More efficient solution for Project Euler #2 (sum of Fibonacci numbers under 4 million)

Question

I would like to get some feedback on my code. I am starting to program after doing a few online Python courses.

Would you be able to help me by following my track of thinking and then pinpointing where I could be more efficient? (I have seen other answers but they seem to be more complicated than they need to be, albeit shorter; but perhaps that is the point).

Question:

Each new term in the Fibonacci sequence is generated by adding the previous two terms. By starting with 1 and 2, the first 10 terms will be:

1, 2, 3, 5, 8, 13, 21, 34, 55, 89, ...

By considering the terms in the Fibonacci sequence whose values do not exceed four million, find the sum of the even-valued terms.

fibValue = 0
valuesList = []

a = 0
b = 1

#create list

while fibValue <= 4000000:
    fibValue = a + b
    if fibValue % 2 == 0:
        valuesList.append(fibValue)
    a = b
    b = fibValue

print (valuesList) #just so that I can see what my list looks like after fully compiled

print() #added for command line neatness

print() #added for command line neatness

newTot = 0

for i in valuesList:
    newTot += i
print (newTot)

Answer 1

A hint that I always offer people with this specific question. Take a look at the first few numbers of the sequence - I have set the even ones in bold:

1, 1, 2, 3, 5, 8, 13, 21, 34, 55, 89, 144...

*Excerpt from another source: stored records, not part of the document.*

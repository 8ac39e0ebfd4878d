//! Suggestion scoring CLI command.

use clap::Args;
use serde::Serialize;

use crate::output::{self, OutputFormat};
use devflow_core::config::DevflowConfig;
use devflow_core::error::AppError;
use devflow_hooks::builtin::{MatchFlags, score};

/// Match flags of a candidate
#[derive(Debug, Args)]
pub struct ScoreArgs {
    /// A file in the prompt matched
    #[arg(long)]
    pub file: bool,
    /// A keyword in the prompt matched
    #[arg(long)]
    pub keyword: bool,
    /// The working directory matched
    #[arg(long)]
    pub dir: bool,
    /// The active project matched
    #[arg(long)]
    pub project: bool,
}

#[derive(Debug, Serialize)]
struct ScoreReport {
    score: u32,
    min_match_score: u32,
    suggested: bool,
}

/// Execute the score command
pub fn execute(
    args: &ScoreArgs,
    config: &DevflowConfig,
    format: OutputFormat,
) -> Result<(), AppError> {
    let flags = MatchFlags {
        file_match: args.file,
        keyword_match: args.keyword,
        dir_match: args.dir,
        project_match: args.project,
    };
    let total = score(&flags);
    let min_match_score = config.hooks.suggestions.min_match_score;

    output::print_record(
        &ScoreReport {
            score: total,
            min_match_score,
            suggested: total >= min_match_score,
        },
        format,
    );
    Ok(())
}
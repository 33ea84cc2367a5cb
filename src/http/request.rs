use std::borrow::Cow;
use std::collections::HashMap;
use std::fmt;

/// HTTP request methods.
///
/// The parser accepts any method token; the common verbs get their own
/// variant and everything else is kept verbatim in `Extension`.
#[derive(Debug, Clone, PartialEq, Eq)]
pub enum Method {
    /// GET - Retrieve a resource
    GET,
    /// POST - Create or submit data
    POST,
    /// PUT - Replace a resource
    PUT,
    /// DELETE - Delete a resource
    DELETE,
    /// HEAD - Like GET but without the response body
    HEAD,
    /// OPTIONS - Describe communication options
    OPTIONS,
    /// PATCH - Partial modification of a resource
    PATCH,
    /// Any other token, including an empty one from a truncated request line.
    Extension(String),
}

impl Method {
    /// Maps a request-line token to a method. Matching is case-sensitive, so
    /// `"get"` becomes `Extension("get")`.
    ///
    /// ```
    /// # use hooklet::http::request::Method;
    /// assert_eq!(Method::from_token("GET"), Method::GET);
    /// assert_eq!(Method::from_token("PURGE"), Method::Extension("PURGE".into()));
    /// ```
    pub fn from_token(s: &str) -> Self {
        match s {
            "GET" => Method::GET,
            "POST" => Method::POST,
            "PUT" => Method::PUT,
            "DELETE" => Method::DELETE,
            "HEAD" => Method::HEAD,
            "OPTIONS" => Method::OPTIONS,
            "PATCH" => Method::PATCH,
            other => Method::Extension(other.to_string()),
        }
    }

    pub fn as_str(&self) -> &str {
        match self {
            Method::GET => "GET",
            Method::POST => "POST",
            Method::PUT => "PUT",
            Method::DELETE => "DELETE",
            Method::HEAD => "HEAD",
            Method::OPTIONS => "OPTIONS",
            Method::PATCH => "PATCH",
            Method::Extension(token) => token,
        }
    }
}

impl fmt::Display for Method {
    fn fmt(&self, f: &mut fmt::Formatter<'_>) -> fmt::Result {
        f.write_str(self.as_str())
    }
}

/// A request as handed to the handler.
///
/// Header keys are stored exactly as received once inner whitespace has been
/// stripped; use [`Request::header`] for case-insensitive lookups.
#[derive(Debug, Clone, PartialEq, Eq)]
pub struct Request {
    pub method: Method,
    /// Request target, e.g. `/hooks/update?x=1`
    pub path: String,
    pub headers: HashMap<String, String>,
    pub body: Vec<u8>,
}

/// Builder for constructing Request objects.
pub struct RequestBuilder {
    method: Method,
    path: String,
    headers: HashMap<String, String>,
    body: Vec<u8>,
}

impl RequestBuilder {
    pub fn new(method: Method, path: impl Into<String>) -> Self {
        Self {
            method,
            path: path.into(),
            headers: HashMap::new(),
            body: Vec::new(),
        }
    }

    pub fn header(mut self, key: impl Into<String>, value: impl Into<String>) -> Self {
        self.headers.insert(key.into(), value.into());
        self
    }

    pub fn body(mut self, body: impl Into<Vec<u8>>) -> Self {
        self.body = body.into();
        self
    }

    pub fn build(self) -> Request {
        Request {
            method: self.method,
            path: self.path,
            headers: self.headers,
            body: self.body,
        }
    }
}

impl Request {
    /// Retrieves a header value by name, ignoring ASCII case.
    pub fn header(&self, key: &str) -> Option<&str> {
        find_header(&self.headers, key)
    }

    /// Parsed `Content-Length`, or `None` when missing or not a number.
    pub fn content_length(&self) -> Option<usize> {
        self.header("Content-Length").and_then(|v| v.parse().ok())
    }

    /// The body decoded as UTF-8, with invalid sequences replaced.
    pub fn body_text(&self) -> Cow<'_, str> {
        String::from_utf8_lossy(&self.body)
    }

    /// Renders the request the way a plain HTTP/1.1 client would send it.
    pub fn to_bytes(&self) -> Vec<u8> {
        let mut buf = format!("{} {} HTTP/1.1\r\n", self.method, self.path).into_bytes();
        for (k, v) in &self.headers {
            buf.extend_from_slice(k.as_bytes());
            buf.extend_from_slice(b": ");
            buf.extend_from_slice(v.as_bytes());
            buf.extend_from_slice(b"\r\n");
        }
        buf.extend_from_slice(b"\r\n");
        buf.extend_from_slice(&self.body);
        buf
    }
}

pub(crate) fn find_header<'a>(headers: &'a HashMap<String, String>, key: &str) -> Option<&'a str> {
    if let Some(v) = headers.get(key) {
        return Some(v.as_str());
    }
    headers
        .iter()
        .find(|(k, _)| k.eq_ignore_ascii_case(key))
        .map(|(_, v)| v.as_str())
}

Can you see a pattern in the spacing? Can you explain (ideally, prove) it?

Given that, can you think of a way to generate even Fibonacci numbers directly, instead of filtering through for them? (Hint: start with (1,2), and try to generate (5,8) in one step, then (21, 34) etc. Do some algebra and figure out how to apply multiple iterations of the generation rule at once.)

Anyway, in terms of doing the actual calculation with the numbers, there are more elegant approaches. Instead of asking Python to build a list directly, we can write a generator:

def even_fibonacci_up_to(n):
    a, b = 1, 2
    while b <= n:
        yield b # since 2 qualifies, after all.
        # Now calculate the next value.
        # math from the first step goes here when you figure it out!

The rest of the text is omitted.